Berkaca dari program rapid test, KSPI duga vaksinasi gotong royong berujung komersialisasi

Said Iqbal khawatir terjadi komersialisasi vaksinasi gotong royong terhadap buruh.

Ilustrasi vaksinasi/Pixabay

Konfederasi Serikat Pekerja Indonesia (KSPI) menduga program vaksinasi gotong royong bakal berujung komersialisasi yang hanya menguntungkan pihak tertentu saja.

"Program vaksinasi berbayar yang dikenal dengan nama vaksin gotong royong, sekalipun biaya vaksinasi dibayar oleh pengusaha, dikhawatirkan akan terjadi komersialisasi vaksin atau transaksi jual beli harga vaksin yang dikendalikan oleh produsen (pembuat vaksin),” ujar Presiden KSPI Said Iqbal dalam keterangan tertulis, Jumat (21/5).

Beberapa alasan kekhawatiran KSPI terhadap komersialisasi vaksin Covid-19 via program vaksinasi gotong royong.

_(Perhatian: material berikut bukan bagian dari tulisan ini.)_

//! Stderr diagnostics via `tracing`.

use tracing::warn;
use tracing_subscriber::{fmt, EnvFilter};

use crate::error::{BenchError, Result};

/// Default filter when neither `--log-level` nor `RUST_LOG` is set.
pub const DEFAULT_LOG_LEVEL: &str = "warn";

/// Parses `level`, falling back to [`DEFAULT_LOG_LEVEL`] when it is malformed.
///
/// The second element carries the rejected filter's parse error, if any.
pub fn filter_or_default(level: &str) -> (EnvFilter, Option<String>) {
    match EnvFilter::try_new(level) {
        Ok(filter) => (filter, None),
        Err(err) => (EnvFilter::new(DEFAULT_LOG_LEVEL), Some(err.to_string())),
    }
}

/// Installs the global `fmt` subscriber, writing to stderr.
///
/// Stdout carries the result lines, so diagnostics must never land there.
/// A malformed filter is reported as a warning, never as an error.
pub fn init_logging(level: &str) -> Result<()> {
    let (filter, rejected) = filter_or_default(level);
    fmt()
        .with_env_filter(filter)
        .with_writer(std::io::stderr)
        .with_target(true)
        .try_init()
        .map_err(|_| BenchError::Logging("logging already initialized".into()))?;
    if let Some(err) = rejected {
        warn!(filter = level, %err, "invalid log level, using {DEFAULT_LOG_LEVEL}");
    }
    Ok(())
}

Pertama, berkaca dari program rapid test untuk mendeteksi Covid-19 (rapid test antibodi, antigen, dan PCR) yang dibiarkan mengikuti mekanisme harga pasar. Bahkan, program rapid test diwajibkan sebelum naik pesawat dan kereta api, bertemu pejabat, dan buruh yang masuk kerja.

“Ini yang disebut komersialisasi. Tidak menutup kemungkinan program vaksin gotong royong juga terjadi hal yang sama. Awalnya dibiayai perusahaan, tetapi ke depan biaya Vaksin Gotong Royong akan dibebankan kepada buruh,” tutur Iqbal.

Jadi, sambungnya, tidak menutup kemungkinan nantinya setiap buruh bakal harus membayar secara mandiri. Kedua, kemampuan keuangan setiap perusahaan berbeda-beda. Jumlah perusahaan menengah ke atas di Indonesia yang mampu membayar vaksin Covid-19 tidak lebih dari 10%.